Context management is the discipline of deciding what information the model sees at each turn. Get it right, and your agent maintains coherent conversations across dozens of turns. Get it wrong, and users experience an agent that forgets what they said three messages ago.
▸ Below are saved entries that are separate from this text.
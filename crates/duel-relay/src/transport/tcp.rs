use bytes::BytesMut;
use tokio::io::{AsyncReadExt, AsyncWriteExt};
use tokio::net::TcpStream;
use tokio::sync::mpsc;
use tracing::debug;

use crate::types::{ClientIo, ConnectionId, OutboundRx, Transport, INBOUND_CAPACITY};

/// Wrap an accepted TCP stream.
pub fn split(conn: ConnectionId, stream: TcpStream) -> ClientIo {
    let peer = stream.peer_addr().ok();
    let _ = stream.set_nodelay(true);
    let (mut read_half, write_half) = stream.into_split();

    let (in_tx, in_rx) = mpsc::channel(INBOUND_CAPACITY);
    let (out_tx, out_rx) = mpsc::unbounded_channel();

    let reader = tokio::spawn(async move {
        let mut buf = BytesMut::with_capacity(4096);
        loop {
            match read_half.read_buf(&mut buf).await {
                Ok(0) => {
                    debug!(%conn, "client closed");
                    break;
                }
                Ok(_) => {
                    if in_tx.send(buf.split().freeze()).await.is_err() {
                        break;
                    }
                    buf.reserve(4096);
                }
                Err(e) => {
                    debug!(%conn, error = %e, "client read failed");
                    break;
                }
            }
        }
    });

    tokio::spawn(write_loop(conn, write_half, out_rx));

    ClientIo {
        conn,
        transport: Transport::Tcp,
        peer,
        inbound: in_rx,
        outbound: out_tx,
        reader,
    }
}

async fn write_loop(
    conn: ConnectionId,
    mut write_half: tokio::net::tcp::OwnedWriteHalf,
    mut out_rx: OutboundRx,
) {
    while let Some(bytes) = out_rx.recv().await {
        if let Err(e) = write_half.write_all(&bytes).await {
            debug!(%conn, error = %e, "client write failed");
            return;
        }
    }
    let _ = write_half.shutdown().await;
}
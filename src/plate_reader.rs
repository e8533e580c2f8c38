// src/plate_reader.rs
//
// OCR over plate crops. The recognizer is a CTC-trained recognition model
// run through ort with greedy decoding. The logic layer on top applies the
// reader's own positional correction (wider confusion maps than the
// normalizer's) and drops low-confidence candidates before anything
// reaches the aggregation core.

use crate::types::Frame;
use crate::vehicle_detection::resize_bilinear;
use anyhow::Result;
use ort::session::{builder::GraphOptimizationLevel, Session};
use tracing::info;

const REC_INPUT_HEIGHT: usize = 48;
const REC_INPUT_WIDTH: usize = 320;

/// Recognition vocabulary: blank at index 0, then digits and letters.
const REC_CHARSET: &str = "0123456789ABCDEFGHIJKLMNOPQRSTUVWXYZ";

/// One raw OCR candidate for a plate crop.
#[derive(Debug, Clone, PartialEq)]
pub struct OcrCandidate {
    pub text: String,
    pub confidence: f32,
}

/// Reads text candidates off an already-cropped plate image.
pub trait OcrReader {
    fn read_text(&mut self, plate_crop: &Frame) -> Result<Vec<OcrCandidate>>;
}

// Reader-internal confusion maps. Deliberately wider than the strict
// normalizer maps (G/6, A/4, T/7, J/3 are model-specific confusions).
fn reader_digit_to_letter(c: char) -> Option<char> {
    match c {
        '0' => Some('O'),
        '1' => Some('I'),
        '2' => Some('Z'),
        '3' => Some('J'),
        '4' => Some('A'),
        '5' => Some('S'),
        '6' => Some('G'),
        '8' => Some('B'),
        _ => None,
    }
}

fn reader_letter_to_digit(c: char) -> Option<char> {
    match c {
        'O' => Some('0'),
        'I' => Some('1'),
        'Z' => Some('2'),
        'J' => Some('3'),
        'A' => Some('4'),
        'S' => Some('5'),
        'G' => Some('6'),
        'T' => Some('7'),
        'B' => Some('8'),
        _ => None,
    }
}

/// Reader-side cleanup: drop non-alphanumerics, uppercase, and positionally
/// correct length-7 text against the LLNNLLL layout. Other lengths pass
/// through untouched.
pub fn format_license(text: &str) -> String {
    let cleaned: String = text
        .chars()
        .filter(|c| c.is_ascii_alphanumeric())
        .collect::<String>()
        .to_uppercase();

    let mut chars: Vec<char> = cleaned.chars().collect();
    if chars.len() != 7 {
        return cleaned;
    }

    for i in [0usize, 1, 4, 5, 6] {
        if let Some(fixed) = reader_digit_to_letter(chars[i]) {
            chars[i] = fixed;
        }
    }
    for i in [2usize, 3] {
        if let Some(fixed) = reader_letter_to_digit(chars[i]) {
            chars[i] = fixed;
        }
    }
    chars.into_iter().collect()
}

/// Wraps any reader with the confidence gate and the optional logic layer.
pub struct LogicReader<R> {
    inner: R,
    logic_layer: bool,
    min_confidence: f32,
}

impl<R: OcrReader> LogicReader<R> {
    pub fn new(inner: R, logic_layer: bool, min_confidence: f32) -> Self {
        Self {
            inner,
            logic_layer,
            min_confidence,
        }
    }
}

impl<R: OcrReader> OcrReader for LogicReader<R> {
    fn read_text(&mut self, plate_crop: &Frame) -> Result<Vec<OcrCandidate>> {
        let mut candidates = Vec::new();
        for candidate in self.inner.read_text(plate_crop)? {
            if candidate.confidence <= self.min_confidence {
                continue;
            }
            let text = if self.logic_layer {
                format_license(&candidate.text)
            } else {
                candidate.text
            };
            candidates.push(OcrCandidate {
                text,
                confidence: candidate.confidence,
            });
        }
        Ok(candidates)
    }
}

/// CTC recognition model over a fixed-size plate crop.
pub struct CtcRecognizer {
    session: Session,
    charset: Vec<char>,
}

impl CtcRecognizer {
    pub fn new(model_path: &str, num_threads: usize) -> Result<Self> {
        info!("Loading recognition model: {}", model_path);

        let session = Session::builder()?
            .with_optimization_level(GraphOptimizationLevel::Level3)?
            .with_intra_threads(num_threads)?
            .commit_from_file(model_path)?;

        Ok(Self {
            session,
            charset: REC_CHARSET.chars().collect(),
        })
    }

    /// Resize to the recognition input size and normalize to [-1, 1], CHW.
    fn preprocess(&self, plate_crop: &Frame) -> Vec<f32> {
        let resized = resize_bilinear(plate_crop, REC_INPUT_WIDTH, REC_INPUT_HEIGHT);
        let mut input = vec![0.0f32; 3 * REC_INPUT_HEIGHT * REC_INPUT_WIDTH];
        for c in 0..3 {
            for h in 0..REC_INPUT_HEIGHT {
                for w in 0..REC_INPUT_WIDTH {
                    let hwc_idx = (h * REC_INPUT_WIDTH + w) * 3 + c;
                    let chw_idx = c * REC_INPUT_HEIGHT * REC_INPUT_WIDTH + h * REC_INPUT_WIDTH + w;
                    input[chw_idx] = (resized[hwc_idx] as f32 / 255.0 - 0.5) / 0.5;
                }
            }
        }
        input
    }
}

impl OcrReader for CtcRecognizer {
    fn read_text(&mut self, plate_crop: &Frame) -> Result<Vec<OcrCandidate>> {
        if plate_crop.is_empty() {
            return Ok(Vec::new());
        }

        let input = self.preprocess(plate_crop);
        let shape = [1, 3, REC_INPUT_HEIGHT, REC_INPUT_WIDTH];
        let input_value =
            ort::value::Value::from_array((shape.as_slice(), input.into_boxed_slice()))?;

        let outputs = self.session.run(ort::inputs!["x" => input_value])?;
        let (tensor_shape, probs) = outputs[0].try_extract_tensor::<f32>()?;

        // Output is [1, T, C] with C = charset length + 1 for the blank.
        let dims: Vec<usize> = tensor_shape.iter().map(|d| *d as usize).collect();
        if dims.len() != 3 {
            anyhow::bail!("unexpected recognition output rank {}", dims.len());
        }
        let (timesteps, classes) = (dims[1], dims[2]);

        Ok(ctc_greedy_decode(probs, timesteps, classes, &self.charset)
            .into_iter()
            .collect())
    }
}

/// Greedy CTC decode: per-timestep argmax, collapse repeats, drop blanks
/// (class 0). Confidence is the mean probability of the emitted characters.
/// Returns None when nothing but blanks was emitted.
pub fn ctc_greedy_decode(
    probs: &[f32],
    timesteps: usize,
    classes: usize,
    charset: &[char],
) -> Option<OcrCandidate> {
    let mut text = String::new();
    let mut confidences = Vec::new();
    let mut prev_class = 0usize;

    for t in 0..timesteps {
        let row = &probs[t * classes..(t + 1) * classes];
        let (best_class, best_prob) = row
            .iter()
            .enumerate()
            .fold((0usize, f32::MIN), |(bi, bp), (i, &p)| {
                if p > bp {
                    (i, p)
                } else {
                    (bi, bp)
                }
            });

        if best_class != 0 && best_class != prev_class {
            if let Some(&c) = charset.get(best_class - 1) {
                text.push(c);
                confidences.push(best_prob);
            }
        }
        prev_class = best_class;
    }

    if text.is_empty() {
        return None;
    }
    let confidence = confidences.iter().sum::<f32>() / confidences.len() as f32;
    Some(OcrCandidate { text, confidence })
}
Strategy 1: Sliding Window with Priority

The simplest approach is a sliding window — keep the last N messages and drop everything else. But naive truncation drops important context. A better approach assigns priority levels:

flowchart TD
    MSG(["New message"])
    WORKING["Working memory<br/>rolling window"]
    EPISODIC[("Episodic memory<br/>past sessions")]
    SEMANTIC[("Semantic memory<br/>facts and preferences")]
    SUM["Summarizer<br/>compresses old turns"]
    ROUTER{"Retrieve<br/>needed memories"}
    PROMPT["Assembled context"]
    LLM["LLM"]
    UPD["Memory updater<br/>writes new facts"]
    MSG --> WORKING --> ROUTER
    ROUTER -->|Past sessions| EPISODIC
    ROUTER -->|User facts| SEMANTIC
    EPISODIC --> SUM --> PROMPT
    SEMANTIC --> PROMPT
    WORKING --> PROMPT --> LLM --> UPD
    UPD --> EPISODIC
    UPD --> SEMANTIC
    style ROUTER fill:#4f46e5,stroke:#4338ca,color:#fff
    style LLM fill:#f59e0b,stroke:#d97706,color:#1f2937
    style EPISODIC fill:#ede9fe,stroke:#7c3aed,color:#1e1b4b
    style SEMANTIC fill:#ede9fe,stroke:#7c3aed,color:#1e1b4b
from dataclasses import dataclass, field
from enum import IntEnum

class Priority(IntEnum):
    SYSTEM = 0      # Always keep
    PINNED = 1      # User-critical context
    RECENT = 2      # Last N messages
    HISTORICAL = 3  # Older messages, drop first

@dataclass
class ContextMessage:
    role: str
    content: str
    priority: Priority
    token_count: int

class ContextManager:
    def __init__(self, max_tokens: int = 8000):
        self.max_tokens = max_tokens
        self.messages: list[ContextMessage] = []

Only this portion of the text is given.